Le code de l’Environnement définit, lui, un « principe de proximité » (1) dont le respect « s’apprécie en fonction (…) de la viabilité économique des modes de traitement envisagés et disponible à proximité ». Aucune solution n’a donc été trouvée à proximité et l’incinération à Labeuvrière « évite l’enfouissement », avance Véolia, l’exploitant du site, par courriel ce vendredi.
Quel est l’impact écologique ?
Une vingtaine de poids lourds. Environ 2 400 kilomètres aller-retour entre le centre de valorisation au Broc (Alpes-Maritimes) et celui de Labeuvrière. Soit 48 000 kilomètres effectués pour brûler les poubelles cannoises et grassoises. C’est autant d’émission de dioxyde de carbone (CO2). Pour rappel, les poids lourds sont responsables de 27 % des émissions de CO2 du transport routier dans l’Union européenne.
(1) Article L541-1.
Des mesures à venir et une solution trouvée
« L’impact carbone de la valorisation dans le nord de la France de déchets produits dans le sud peut interroger, voire choquer », ont réagi les services de la communauté d’agglomération de Béthune-Bruay, jeudi soir par courriel. Prévenue en fin de semaine dernière, l’agglomération a vérifié les statuts de la délégation de service public (DSP) qui la lie à Véolia, l’exploitant du centre de valorisation (CVE) de Labeuvrière. Statuts qui « n’imposaient pas de distance maximale aux déchets apportés ; en effet, il semblait à l’époque (en 2014, lors du renouvellement de la DSP pour une durée de douze ans) que les coûts de transport limiteraient d’eux-mêmes la distance parcourue ».

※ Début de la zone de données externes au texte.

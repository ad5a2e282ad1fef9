//! HTTP client for the TMC grading server.
//!
//! Paths are resolved against the configured server address; absolute URLs handed
//! out by the server (course details, submission status, feedback answers) are used
//! as they are. Every request carries the bearer token when one is configured, plus
//! the `client` and `client_version` query parameters.

mod types;

pub use types::*;

use std::fs;
use std::path::{Path, PathBuf};
use std::time::Duration;

use reqwest::multipart::{Form, Part};
use reqwest::{Client, Method, StatusCode};
use serde::de::DeserializeOwned;
use thiserror::Error;
use walkdir::{DirEntry, WalkDir};

use crate::config::{Settings, CLIENT_NAME, CURRENT_API_VERSION};
use crate::engine::GradingService;
use crate::models::*;

/// Default delay between submission status polls.
const DEFAULT_POLL_INTERVAL: Duration = Duration::from_secs(2);

/// Default number of status polls before giving up on a submission.
const DEFAULT_MAX_POLLS: u32 = 150;

/// Multipart field carrying one exercise file.
const FILE_FIELD: &str = "submission[files][]";

/// HTTP client errors.
#[derive(Debug, Error)]
pub enum ClientError {
    #[error("HTTP request failed: {0}")]
    Http(#[from] reqwest::Error),

    #[error("Not found: {0}")]
    NotFound(String),

    #[error("Bad request: {0}")]
    BadRequest(String),

    #[error("Unauthorized: log in again with 'tmc login'")]
    Unauthorized,

    #[error("Server error: {0}")]
    Server(String),

    #[error("Exercise directory not found: {0}")]
    MissingExercise(PathBuf),

    #[error("Could not read exercise files: {0}")]
    Io(#[from] std::io::Error),

    #[error("Submission was not graded in time: {url}")]
    Timeout { url: String },
}

/// HTTP client for the grading server.
#[derive(Debug, Clone)]
pub struct GradingClient {
    base_url: String,
    token: Option<String>,
    api_version: u32,
    course_dir: PathBuf,
    poll_interval: Duration,
    max_polls: u32,
    client: Client,
}

impl GradingClient {
    /// Create client from settings. Exercise files are read from `course_dir`.
    pub fn from_settings(settings: &Settings, course_dir: impl Into<PathBuf>) -> Self {
        Self::new(&settings.server_address, settings.token.clone(), course_dir)
            .with_api_version(settings.api_version)
    }

    /// Create with explicit configuration.
    pub fn new(
        base_url: impl Into<String>,
        token: Option<String>,
        course_dir: impl Into<PathBuf>,
    ) -> Self {
        let base_url = base_url.into().trim_end_matches('/').to_string();
        Self {
            base_url,
            token,
            api_version: CURRENT_API_VERSION,
            course_dir: course_dir.into(),
            poll_interval: DEFAULT_POLL_INTERVAL,
            max_polls: DEFAULT_MAX_POLLS,
            client: Client::new(),
        }
    }

    pub fn with_api_version(mut self, version: u32) -> Self {
        self.api_version = version;
        self
    }

    pub fn with_polling(mut self, interval: Duration, max_polls: u32) -> Self {
        self.poll_interval = interval;
        self.max_polls = max_polls;
        self
    }

    /// Build a request with auth header and client identification.
    fn request(&self, method: Method, path_or_url: &str) -> reqwest::RequestBuilder {
        let url = if path_or_url.starts_with("http://") || path_or_url.starts_with("https://") {
            path_or_url.to_string()
        } else {
            format!("{}{}", self.base_url, path_or_url)
        };
        let mut req = self.client.request(method, &url).query(&[
            ("client", CLIENT_NAME),
            ("client_version", env!("CARGO_PKG_VERSION")),
        ]);
        if let Some(ref token) = self.token {
            req = req.bearer_auth(token);
        }
        req
    }

    /// Handle response, converting HTTP errors to ClientError.
    async fn handle_response<T: DeserializeOwned>(
        &self,
        response: reqwest::Response,
    ) -> Result<T, ClientError> {
        let response = Self::check_status(response).await?;
        Ok(response.json().await?)
    }

    async fn check_status(response: reqwest::Response) -> Result<reqwest::Response, ClientError> {
        let status = response.status();
        if status.is_success() {
            return Ok(response);
        }
        let body = response.text().await.unwrap_or_default();
        match status {
            StatusCode::NOT_FOUND => Err(ClientError::NotFound(body)),
            StatusCode::BAD_REQUEST => Err(ClientError::BadRequest(body)),
            StatusCode::UNAUTHORIZED => Err(ClientError::Unauthorized),
            _ => Err(ClientError::Server(format!("{}: {}", status, body))),
        }
    }

    // ============================================================
    // Course Operations
    // ============================================================

    /// Fetch the canonical exercise list from the course details endpoint.
    pub async fn get_course_exercises(&self, course: &Course) -> Result<Vec<Exercise>, ClientError> {
        let response = self
            .request(Method::GET, &course.details_url)
            .send()
            .await?;
        let details: CourseDetailsResponse = self.handle_response(response).await?;
        Ok(details.course.exercises)
    }

    // ============================================================
    // Submission Operations
    // ============================================================

    /// Upload an exercise and wait until the server has graded it.
    pub async fn submit(&self, exercise: &Exercise) -> Result<RawSubmission, ClientError> {
        let form = self.package(exercise)?;
        let path = format!(
            "/api/v{}/core/exercises/{}/submissions",
            self.api_version, exercise.id
        );

        let response = self
            .request(Method::POST, &path)
            .multipart(form)
            .send()
            .await?;
        let accepted: SubmitResponse = self.handle_response(response).await?;
        if let Some(ref url) = accepted.show_submission_url {
            tracing::info!("Submission of {} accepted: {}", exercise.name, url);
        }

        self.wait_for_result(&accepted.submission_url).await
    }

    /// Poll the submission status until grading has finished.
    async fn wait_for_result(&self, submission_url: &str) -> Result<RawSubmission, ClientError> {
        for attempt in 1..=self.max_polls {
            let response = self
                .request(Method::GET, submission_url)
                .send()
                .await?;
            let result: RawSubmission = self.handle_response(response).await?;
            if result.status != PROCESSING_STATUS {
                return Ok(result);
            }
            tracing::debug!("Submission still processing (poll {})", attempt);
            tokio::time::sleep(self.poll_interval).await;
        }

        Err(ClientError::Timeout {
            url: submission_url.to_string(),
        })
    }

    /// Collect the exercise directory into a multipart form, one part per file.
    fn package(&self, exercise: &Exercise) -> Result<Form, ClientError> {
        let dir = self.course_dir.join(&exercise.name);
        if !dir.is_dir() {
            return Err(ClientError::MissingExercise(dir));
        }

        let mut form = Form::new();
        for entry in WalkDir::new(&dir)
            .sort_by_file_name()
            .into_iter()
            .filter_entry(|e| e.depth() == 0 || !is_skipped(e))
        {
            let entry = entry.map_err(std::io::Error::from)?;
            if !entry.file_type().is_file() {
                continue;
            }
            let name = relative_name(&dir, entry.path());
            let part = Part::bytes(fs::read(entry.path())?).file_name(name);
            form = form.part(FILE_FIELD, part);
        }
        Ok(form)
    }

    // ============================================================
    // Feedback Operations
    // ============================================================

    /// Send feedback answers to the endpoint the submission result pointed at.
    pub async fn send_answers(
        &self,
        answers: &[FeedbackAnswer],
        answer_url: &str,
    ) -> Result<(), ClientError> {
        let response = self
            .request(Method::POST, answer_url)
            .json(&FeedbackPayload { answers })
            .send()
            .await?;
        Self::check_status(response).await?;
        Ok(())
    }
}

/// Hidden entries and build output never leave the machine.
fn is_skipped(entry: &DirEntry) -> bool {
    let name = entry.file_name().to_string_lossy();
    name.starts_with('.') || (entry.file_type().is_dir() && name == "target")
}

fn relative_name(root: &Path, path: &Path) -> String {
    path.strip_prefix(root)
        .unwrap_or(path)
        .components()
        .map(|c| c.as_os_str().to_string_lossy())
        .collect::<Vec<_>>()
        .join("/")
}

impl GradingService for GradingClient {
    async fn submit_exercise(&self, exercise: &Exercise) -> Result<RawSubmission, ClientError> {
        self.submit(exercise).await
    }

    async fn fetch_course_exercises(&self, course: &Course) -> Result<Vec<Exercise>, ClientError> {
        self.get_course_exercises(course).await
    }

    async fn send_feedback(
        &self,
        answers: &[FeedbackAnswer],
        answer_url: &str,
    ) -> Result<(), ClientError> {
        self.send_answers(answers, answer_url).await
    }
}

L’agglomération souhaite donc agir et « un avenant au contrat de délégation interdisant ce cas de figure pourrait être proposé ». Bientôt une limite de 100 kilomètres
Du côté de la préfecture du Pas-de-Calais, on nous explique qu’aucune distance n’avait été spécifiée dans l’arrêté d’installation (1993) du CVE pour pouvoir, le cas échéant, dépanner un département limitrophe, et inversement. Mais à l’usage, l’« esprit » de l’arrêté n’a pas été respecté. Les services préfectoraux travaillent actuellement à la rédaction d’un arrêté complémentaire pour inscrire une zone de chalandise d’environ 100 kilomètres autour du centre de valorisation. Il devrait être pris « prochainement », assure la préfecture, sans plus de précision. En attendant la mise en œuvre de ces mesures locales, une solution a été trouvée dans le sud de la France : une partie du tonnage (environ 500 tonnes supplémentaires selon Nice-Matin) dédiée à Labeuvrière va être redirigée vers l’incinérateur de Vedène dans le Vaucluse. Soit mille kilomètres de trajet gagnés.